▶ WORK INSTRUCTION:
Copy out each line below in which the string "next" appears.

[Collected data]
BEGIN

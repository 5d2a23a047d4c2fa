//! Feedback Insights - Customer Feedback Enhancement Library
//!
//! A store for retail customer feedback with:
//! - A plain-text, human-readable feedback file
//! - Sentiment labelling for submitted comments
//! - LLM-derived categories and actionable insights (Gemini or OpenRouter)
//! - Bounded-concurrency batch enhancement with progress notifications
//! - A single-flight cache of the fully enhanced view
//!
//! # Example
//!
//! ```ignore
//! use feedback_insights::config::Config;
//! use feedback_insights::feedback::FeedbackService;
//!
//! #[tokio::main]
//! async fn main() -> anyhow::Result<()> {
//!     let service = FeedbackService::from_config(&Config::load()?)?;
//!     let summary = service.summary().await?;
//!     println!("{} entries", summary.total_feedback);
//!     Ok(())
//! }
//! ```

// Core modules (order matters for cross-module dependencies)
pub mod types;
pub mod error;
pub mod config;
pub mod store;
pub mod ai;
pub mod feedback;
pub mod cli;

// Re-export commonly used types for convenience
pub use types::{EnhancedFeedback, FeedbackEntry};

pub use error::{FeedbackError, Result};

pub use config::Config;

pub use store::{FeedbackSource, FeedbackStore};

pub use ai::{LexiconLabeler, LlmClient, SentimentLabeler, TextCompletion};

pub use feedback::{
    BatchProcessor,
    BatchResult,
    EnhancedCache,
    Enhancer,
    FeedbackEnhancer,
    FeedbackService,
    FeedbackSummary,
};

/// Library version
pub const VERSION: &str = env!("CARGO_PKG_VERSION");

/// Library name
pub const NAME: &str = env!("CARGO_PKG_NAME");

/// Get the library info
pub fn info() -> String {
    format!("{} v{} - Customer Feedback Enhancement Library", NAME, VERSION)
}
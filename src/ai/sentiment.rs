//! Sentiment labelling
//!
//! The labelling model is pluggable through [`SentimentLabeler`]. The bundled
//! [`LexiconLabeler`] scores each sentence against small word lists and takes
//! the majority label across sentences.

use once_cell::sync::Lazy;
use regex::Regex;
use std::collections::HashMap;
use tracing::warn;

use crate::error::{FeedbackError, Result};

pub const POSITIVE: &str = "POSITIVE";
pub const NEGATIVE: &str = "NEGATIVE";
pub const NEUTRAL: &str = "NEUTRAL";

/// Assigns a sentiment label to free text
pub trait SentimentLabeler: Send + Sync {
    /// Fails with [`FeedbackError::Validation`] on blank text
    fn label(&self, text: &str) -> Result<String>;

    /// Label, mapping any failure to `NEUTRAL`
    fn label_or_neutral(&self, text: &str) -> String {
        self.label(text).unwrap_or_else(|e| {
            warn!("Failed sentiment analysis for entry, using NEUTRAL: {}", e);
            NEUTRAL.to_string()
        })
    }
}

static SENTENCE_SPLIT: Lazy<Regex> = Lazy::new(|| Regex::new(r"[.!?]+").unwrap());
static WORD: Lazy<Regex> = Lazy::new(|| Regex::new(r"[A-Za-z']+").unwrap());

const POSITIVE_WORDS: &[&str] = &[
    "amazing", "awesome", "best", "clean", "delighted", "easy", "excellent", "fantastic",
    "fast", "friendly", "good", "great", "happy", "helpful", "love", "loved", "nice",
    "perfect", "pleasant", "polite", "quick", "recommend", "satisfied", "thanks", "wonderful",
];

const NEGATIVE_WORDS: &[&str] = &[
    "awful", "bad", "broken", "dirty", "disappointed", "disappointing", "expensive", "hate",
    "late", "long", "missing", "never", "overpriced", "poor", "rude", "slow", "terrible",
    "unhelpful", "unhappy", "useless", "worst", "wrong",
];

const NEGATIONS: &[&str] = &["not", "no", "isn't", "wasn't", "don't", "didn't"];

/// Word-list sentiment labeler
#[derive(Debug, Default, Clone)]
pub struct LexiconLabeler;

impl LexiconLabeler {
    pub fn new() -> Self {
        Self
    }

    fn sentence_label(sentence: &str) -> &'static str {
        let mut score = 0i32;
        let mut negate = false;

        for word in WORD.find_iter(sentence) {
            let word = word.as_str().to_lowercase();
            let polarity = if POSITIVE_WORDS.contains(&word.as_str()) {
                1
            } else if NEGATIVE_WORDS.contains(&word.as_str()) {
                -1
            } else {
                0
            };

            if polarity != 0 {
                score += if negate { -polarity } else { polarity };
                negate = false;
            } else if NEGATIONS.contains(&word.as_str()) {
                negate = true;
            }
        }

        match score.cmp(&0) {
            std::cmp::Ordering::Greater => POSITIVE,
            std::cmp::Ordering::Less => NEGATIVE,
            std::cmp::Ordering::Equal => NEUTRAL,
        }
    }
}

impl SentimentLabeler for LexiconLabeler {
    fn label(&self, text: &str) -> Result<String> {
        if text.trim().is_empty() {
            return Err(FeedbackError::Validation(
                "Comment cannot be null or empty".to_string(),
            ));
        }

        let mut counts: HashMap<&'static str, usize> = HashMap::new();
        for sentence in SENTENCE_SPLIT.split(text).filter(|s| !s.trim().is_empty()) {
            *counts.entry(Self::sentence_label(sentence)).or_insert(0) += 1;
        }

        // max_by_key keeps the last maximum, so ties go to the later label
        let label = [NEGATIVE, POSITIVE, NEUTRAL]
            .into_iter()
            .filter(|l| counts.contains_key(l))
            .max_by_key(|l| counts[l])
            .unwrap_or(NEUTRAL);

        Ok(label.to_string())
    }
}

#[cfg(test)]
mod tests {
    use super::*;

    #[test]
    fn test_blank_text_is_rejected() {
        let labeler = LexiconLabeler::new();
        assert!(matches!(labeler.label("   "), Err(FeedbackError::Validation(_))));
        assert_eq!(labeler.label_or_neutral(""), NEUTRAL);
    }

    #[test]
    fn test_simple_labels() {
        let labeler = LexiconLabeler::new();
        assert_eq!(labeler.label("Great service, very friendly staff!").unwrap(), POSITIVE);
        assert_eq!(labeler.label("Checkout was slow and the cashier was rude.").unwrap(), NEGATIVE);
        assert_eq!(labeler.label("I bought a lamp.").unwrap(), NEUTRAL);
    }

    #[test]
    fn test_negation_flips() {
        let labeler = LexiconLabeler::new();
        assert_eq!(labeler.label("The staff was not helpful").unwrap(), NEGATIVE);
        assert_eq!(labeler.label("Honestly not bad").unwrap(), POSITIVE);
    }

    #[test]
    fn test_majority_across_sentences() {
        let labeler = LexiconLabeler::new();
        let text = "Delivery was late. The box was broken. The driver was friendly.";
        assert_eq!(labeler.label(text).unwrap(), NEGATIVE);
    }

    #[test]
    fn test_only_punctuation_is_neutral() {
        assert_eq!(LexiconLabeler::new().label("?!").unwrap(), NEUTRAL);
    }
}
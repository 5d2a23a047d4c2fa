//! Feedback enhancement pipeline

pub mod batch;
pub mod cache;
pub mod enhance;
pub mod service;
pub mod summary;

// Re-export commonly used types
pub use batch::{
    BatchEvent, BatchHandle, BatchObserver, BatchProcessor, BatchProgress, BatchResult,
    BatchSnapshot, ChannelObserver,
};
pub use cache::EnhancedCache;
pub use enhance::{Enhancer, FeedbackEnhancer};
pub use service::{FeedbackRequest, FeedbackService};
pub use summary::FeedbackSummary;
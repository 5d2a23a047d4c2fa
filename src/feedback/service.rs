//! Feedback service: store, cache, batch processor and labeler wired together
//!
//! Every write through the service invalidates the cache so the next read
//! sees it. Writes made directly on the store do not.

use anyhow::Context;
use serde::Deserialize;
use std::sync::Arc;
use tracing::{debug, info};

use crate::ai::llm::{LlmClient, UnconfiguredCompletion};
use crate::ai::sentiment::{LexiconLabeler, SentimentLabeler};
use crate::config::Config;
use crate::error::{FeedbackError, Result};
use crate::feedback::batch::{BatchHandle, BatchObserver, BatchProcessor, BatchResult};
use crate::feedback::cache::EnhancedCache;
use crate::feedback::enhance::{Enhancer, FeedbackEnhancer};
use crate::feedback::summary::FeedbackSummary;
use crate::store::FeedbackStore;
use crate::types::{EnhancedFeedback, FeedbackEntry};

/// One submitted comment
#[derive(Debug, Clone, Deserialize)]
#[serde(rename_all = "camelCase")]
pub struct FeedbackRequest {
    #[serde(default)]
    pub customer: String,
    #[serde(default)]
    pub department: String,
    pub comment: String,
}

/// Longest text accepted for standalone sentiment analysis
pub const MAX_SENTIMENT_TEXT: usize = 5000;

pub struct FeedbackService {
    store: Arc<FeedbackStore>,
    enhancer: Arc<dyn FeedbackEnhancer>,
    cache: EnhancedCache,
    batch: BatchProcessor,
    labeler: Arc<dyn SentimentLabeler>,
}

impl FeedbackService {
    pub fn new(
        store: Arc<FeedbackStore>,
        enhancer: Arc<dyn FeedbackEnhancer>,
        labeler: Arc<dyn SentimentLabeler>,
        max_concurrency: usize,
    ) -> Self {
        Self {
            cache: EnhancedCache::new(store.clone(), enhancer.clone()),
            batch: BatchProcessor::new(enhancer.clone(), max_concurrency),
            enhancer,
            store,
            labeler,
        }
    }

    /// Wire up the production collaborators from configuration
    pub fn from_config(config: &Config) -> anyhow::Result<Self> {
        let client = LlmClient::from_config(config).context("Failed to create completion client")?;
        Self::with_completion(config, Arc::new(client))
    }

    /// Service that needs no API key. Store and labelling operations behave
    /// normally; every enhancement comes back as an "Error in processing"
    /// record.
    pub fn store_only(config: &Config) -> anyhow::Result<Self> {
        Self::with_completion(config, Arc::new(UnconfiguredCompletion::new(config.llm.provider)))
    }

    fn with_completion(
        config: &Config,
        client: Arc<dyn crate::ai::llm::TextCompletion>,
    ) -> anyhow::Result<Self> {
        let store = Arc::new(FeedbackStore::new(config.store_path()?));
        Ok(Self::new(
            store,
            Arc::new(Enhancer::new(client)),
            Arc::new(LexiconLabeler::new()),
            config.batch.max_concurrency,
        ))
    }

    pub fn store(&self) -> &FeedbackStore {
        &self.store
    }

    /// Label and persist a new comment
    pub async fn submit(
        &self,
        customer: &str,
        department: &str,
        comment: &str,
    ) -> Result<FeedbackEntry> {
        let sentiment = self.labeler.label(comment)?;
        let entry = FeedbackEntry::new(customer, department, comment).with_sentiment(sentiment);
        let saved = self.store.save(entry)?;
        self.cache.invalidate().await;
        Ok(saved)
    }

    /// Sentiment label for free text, without storing anything
    pub fn analyze_sentiment(&self, text: &str) -> Result<String> {
        if text.chars().count() > MAX_SENTIMENT_TEXT {
            return Err(FeedbackError::Validation(format!(
                "Text must be between 1 and {} characters",
                MAX_SENTIMENT_TEXT
            )));
        }
        self.labeler.label(text)
    }

    /// Label one submission and enhance it, without storing it.
    ///
    /// The entry gets today's date and a time-derived id. A blank comment is
    /// rejected; enhancement failures are folded into the record.
    pub async fn enhance_one(&self, request: FeedbackRequest) -> Result<EnhancedFeedback> {
        let sentiment = self.labeler.label(&request.comment)?;
        let id = chrono::Utc::now().timestamp_millis().max(0) as u64;
        let entry = FeedbackEntry::new(request.customer, request.department, request.comment)
            .with_id(id)
            .with_sentiment(sentiment);
        debug!("Enhancing single feedback ID: {}", id);
        self.enhancer.enhance(entry).await
    }

    /// [`enhance_one`](Self::enhance_one), then persist the result
    pub async fn process_one(&self, request: FeedbackRequest) -> Result<EnhancedFeedback> {
        let enhanced = self.enhance_one(request).await?;
        self.save_enhanced(&enhanced).await?;
        Ok(enhanced)
    }

    pub async fn enhanced(&self) -> Result<Arc<Vec<EnhancedFeedback>>> {
        self.cache.get_enhanced().await
    }

    pub async fn summary(&self) -> Result<FeedbackSummary> {
        let all = self.cache.get_enhanced().await?;
        Ok(FeedbackSummary::from_enhanced(&all))
    }

    /// Persist the base fields of an enhanced record. A missing date becomes today.
    pub async fn save_enhanced(&self, enhanced: &EnhancedFeedback) -> Result<FeedbackEntry> {
        let mut entry = enhanced.base.clone();
        if entry.date.is_none() {
            entry.date = Some(chrono::Local::now().date_naive());
        }
        let saved = self.store.save(entry)?;
        self.cache.invalidate().await;
        info!("Saved enhanced feedback ID: {}", saved.id_label());
        Ok(saved)
    }

    pub async fn delete(&self, id: u64) -> Result<()> {
        if !self.store.delete_by_id(id)? {
            return Err(FeedbackError::NotFound(id));
        }
        self.cache.invalidate().await;
        Ok(())
    }

    /// Drop the cached view so the next read rebuilds it
    pub async fn refresh(&self) {
        self.cache.invalidate().await;
    }

    /// Turn requests into dated, labelled entries with batch-unique ids.
    ///
    /// Labelling failures fall back to `NEUTRAL`; an empty batch or a blank
    /// comment is rejected.
    pub fn prepare_batch(&self, requests: Vec<FeedbackRequest>) -> Result<Vec<FeedbackEntry>> {
        if requests.is_empty() {
            return Err(FeedbackError::Validation("batch contains no feedback".to_string()));
        }
        if let Some(pos) = requests.iter().position(|r| r.comment.trim().is_empty()) {
            return Err(FeedbackError::Validation(format!(
                "feedback #{} in batch has a blank comment",
                pos + 1
            )));
        }

        let base_id = chrono::Utc::now().timestamp_millis().max(0) as u64 * 1000;
        Ok(requests
            .into_iter()
            .enumerate()
            .map(|(i, request)| {
                let sentiment = self.labeler.label_or_neutral(&request.comment);
                FeedbackEntry::new(request.customer, request.department, request.comment)
                    .with_id(base_id + i as u64)
                    .with_sentiment(sentiment)
            })
            .collect())
    }

    pub async fn run_batch(
        &self,
        entries: Vec<FeedbackEntry>,
        observer: Option<Arc<dyn BatchObserver>>,
    ) -> BatchResult {
        self.batch.run(entries, observer).await
    }

    pub fn spawn_batch(
        &self,
        entries: Vec<FeedbackEntry>,
        observer: Option<Arc<dyn BatchObserver>>,
    ) -> BatchHandle {
        self.batch.spawn(entries, observer)
    }
}
//! Single-record enhancement
//!
//! Asks the completion backend for a category and an actionable insight.
//! Never fails: collaborator errors become an "Error in processing" record.

use async_trait::async_trait;
use once_cell::sync::Lazy;
use regex::Regex;
use std::sync::Arc;
use tracing::{debug, warn};

use crate::ai::llm::TextCompletion;
use crate::error::Result;
use crate::types::{
    EnhancedFeedback, FeedbackEntry, CATEGORIES, ERROR_CATEGORY, NO_ACTION_INSIGHT,
    UNCATEGORIZED,
};

static CATEGORY_RE: Lazy<Regex> =
    Lazy::new(|| Regex::new(r#""category"\s*:\s*"([^"]+)""#).unwrap());
static INSIGHT_RE: Lazy<Regex> =
    Lazy::new(|| Regex::new(r#""actionableInsight"\s*:\s*"([^"]+)""#).unwrap());

/// Turns one feedback entry into an enhanced record
///
/// This is the seam the batch processor and the cache fan out over.
#[async_trait]
pub trait FeedbackEnhancer: Send + Sync {
    async fn enhance(&self, entry: FeedbackEntry) -> Result<EnhancedFeedback>;
}

/// Completion-backed enhancer
#[derive(Clone)]
pub struct Enhancer {
    client: Arc<dyn TextCompletion>,
}

impl Enhancer {
    pub fn new(client: Arc<dyn TextCompletion>) -> Self {
        Self { client }
    }

    /// Enhance without a `Result`; every failure is folded into the record.
    pub async fn enhance_entry(&self, entry: FeedbackEntry) -> EnhancedFeedback {
        let prompt = build_prompt(&entry);

        let (category, insight) = match self.client.complete(&prompt).await {
            Ok(response) => {
                let response = response.trim();
                debug!("Enhancement response for feedback ID {}: {}", entry.id_label(), response);
                (
                    extract_field(response, Field::Category)
                        .unwrap_or_else(|| UNCATEGORIZED.to_string()),
                    extract_field(response, Field::ActionableInsight)
                        .unwrap_or_else(|| NO_ACTION_INSIGHT.to_string()),
                )
            }
            Err(e) => {
                warn!("Failed to enhance feedback ID {}: {}", entry.id_label(), e);
                (
                    ERROR_CATEGORY.to_string(),
                    format!("Could not generate insight due to API error: {}", e),
                )
            }
        };

        EnhancedFeedback::new(entry, category, insight)
    }
}

#[async_trait]
impl FeedbackEnhancer for Enhancer {
    async fn enhance(&self, entry: FeedbackEntry) -> Result<EnhancedFeedback> {
        Ok(self.enhance_entry(entry).await)
    }
}

/// Fields pulled out of the model reply
#[derive(Debug, Clone, Copy, PartialEq, Eq)]
pub enum Field {
    Category,
    ActionableInsight,
}

/// Find `"<field>": "<value>"` anywhere in the reply, ignoring surrounding prose
pub fn extract_field(response: &str, field: Field) -> Option<String> {
    let re = match field {
        Field::Category => &*CATEGORY_RE,
        Field::ActionableInsight => &*INSIGHT_RE,
    };
    re.captures(response)
        .and_then(|c| c.get(1))
        .map(|m| m.as_str().to_string())
}

/// Instruction sent to the completion backend for one entry
pub fn build_prompt(entry: &FeedbackEntry) -> String {
    format!(
        "You are an AI assistant specialized in customer feedback analysis.
Analyze the following customer feedback and:
1. Categorize the feedback into one of these categories: {categories}.
2. Provide a specific actionable insight or recommendation based on the feedback.

Format your response as JSON with two fields: \"category\" and \"actionableInsight\".
Keep your response concise but insightful.

Customer Feedback:
Comment: {comment}
Department: {department}
Sentiment: {sentiment}

Provide the category and actionable insight as JSON:
",
        categories = category_list(),
        comment = entry.comment.as_deref().unwrap_or("Not provided"),
        department = entry.department.as_deref().unwrap_or("Not provided"),
        sentiment = entry.sentiment.as_deref().unwrap_or("Not provided"),
    )
}

// "A, B, or C"
fn category_list() -> String {
    match CATEGORIES.split_last() {
        Some((last, rest)) if !rest.is_empty() => format!("{}, or {}", rest.join(", "), last),
        Some((last, _)) => last.to_string(),
        None => String::new(),
    }
}
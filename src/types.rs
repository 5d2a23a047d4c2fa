//! Shared types used across modules
//!
//! The feedback record, its enhanced form, and the category taxonomy.

use chrono::{DateTime, Local, NaiveDate};
use serde::{Deserialize, Serialize};

/// Categories the enhancement prompt asks the model to choose from
pub const CATEGORIES: &[&str] = &[
    "Product Quality",
    "Customer Service",
    "Store Experience",
    "Website/App",
    "Delivery",
    "Price/Value",
    "Inventory/Stock",
    "Other",
];

/// Category used when the model answered without a recognisable category
pub const UNCATEGORIZED: &str = "Uncategorized";

/// Category used when the enhancement call itself failed
pub const ERROR_CATEGORY: &str = "Error in processing";

/// Insight used when the model answered without a recognisable insight
pub const NO_ACTION_INSIGHT: &str = "No specific action recommended.";

/// A raw customer comment record
///
/// Every field is optional because stored blocks may omit any line except
/// the `Feedback #<id>` header, and submissions have no id until saved.
#[derive(Debug, Clone, Default, PartialEq, Eq, Serialize, Deserialize)]
#[serde(rename_all = "camelCase")]
pub struct FeedbackEntry {
    pub id: Option<u64>,
    pub customer: Option<String>,
    pub department: Option<String>,
    pub date: Option<NaiveDate>,
    pub comment: Option<String>,
    pub sentiment: Option<String>,
}

impl FeedbackEntry {
    /// New submission dated today, without id or sentiment
    pub fn new(
        customer: impl Into<String>,
        department: impl Into<String>,
        comment: impl Into<String>,
    ) -> Self {
        Self {
            id: None,
            customer: Some(customer.into()),
            department: Some(department.into()),
            date: Some(Local::now().date_naive()),
            comment: Some(comment.into()),
            sentiment: None,
        }
    }

    pub fn with_id(mut self, id: u64) -> Self {
        self.id = Some(id);
        self
    }

    pub fn with_date(mut self, date: NaiveDate) -> Self {
        self.date = Some(date);
        self
    }

    pub fn with_sentiment(mut self, sentiment: impl Into<String>) -> Self {
        self.sentiment = Some(sentiment.into());
        self
    }

    /// Id rendered for log and error messages (`null` when unassigned)
    pub fn id_label(&self) -> String {
        self.id.map(|id| id.to_string()).unwrap_or_else(|| "null".to_string())
    }
}

/// A feedback entry plus the AI-derived category and insight
///
/// Holds the complete base record rather than extending it; on the wire the
/// base fields are flattened next to the enhancement fields.
#[derive(Debug, Clone, PartialEq, Serialize, Deserialize)]
#[serde(rename_all = "camelCase")]
pub struct EnhancedFeedback {
    #[serde(flatten)]
    pub base: FeedbackEntry,
    pub category: String,
    pub actionable_insight: String,
    pub enhanced_at: DateTime<Local>,
}

impl EnhancedFeedback {
    /// Wrap a base record, stamping `enhanced_at` now
    pub fn new(
        base: FeedbackEntry,
        category: impl Into<String>,
        actionable_insight: impl Into<String>,
    ) -> Self {
        Self {
            base,
            category: category.into(),
            actionable_insight: actionable_insight.into(),
            enhanced_at: Local::now(),
        }
    }

    pub fn id(&self) -> Option<u64> {
        self.base.id
    }

    pub fn department(&self) -> Option<&str> {
        self.base.department.as_deref()
    }

    pub fn sentiment(&self) -> Option<&str> {
        self.base.sentiment.as_deref()
    }

    /// Whether the enhancement fell back because the collaborator failed
    pub fn is_fallback(&self) -> bool {
        self.category == ERROR_CATEGORY
    }

    /// Drop the non-persisted fields
    pub fn into_entry(self) -> FeedbackEntry {
        self.base
    }
}

#[cfg(test)]
mod tests {
    use super::*;

    #[test]
    fn test_new_entry_defaults() {
        let entry = FeedbackEntry::new("Alice", "Electronics", "Great service");
        assert_eq!(entry.id, None);
        assert_eq!(entry.sentiment, None);
        assert_eq!(entry.date, Some(Local::now().date_naive()));
        assert_eq!(entry.id_label(), "null");
        assert_eq!(entry.with_id(7).id_label(), "7");
    }

    #[test]
    fn test_enhanced_serializes_flat() {
        let base = FeedbackEntry::new("Bob", "Grocery", "Slow checkout")
            .with_id(2)
            .with_sentiment("NEGATIVE");
        let enhanced = EnhancedFeedback::new(base, "Store Experience", "Open more lanes");

        let json = serde_json::to_value(&enhanced).unwrap();
        assert_eq!(json["id"], 2);
        assert_eq!(json["customer"], "Bob");
        assert_eq!(json["category"], "Store Experience");
        assert_eq!(json["actionableInsight"], "Open more lanes");
        assert!(json.get("base").is_none());
        assert!(json.get("enhancedAt").is_some());
    }

    #[test]
    fn test_into_entry_keeps_base() {
        let base = FeedbackEntry::new("Carol", "Bakery", "Fresh bread").with_id(3);
        let enhanced = EnhancedFeedback::new(base.clone(), ERROR_CATEGORY, "n/a");
        assert!(enhanced.is_fallback());
        assert_eq!(enhanced.id(), Some(3));
        assert_eq!(enhanced.department(), Some("Bakery"));
        assert_eq!(enhanced.into_entry(), base);
    }
}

END

▶ RESULT OF THIS TASK:
//! Every write through the service invalidates the cache so the next read
    /// Drop the cached view so the next read rebuilds it
/// base fields are flattened next to the enhancement fields.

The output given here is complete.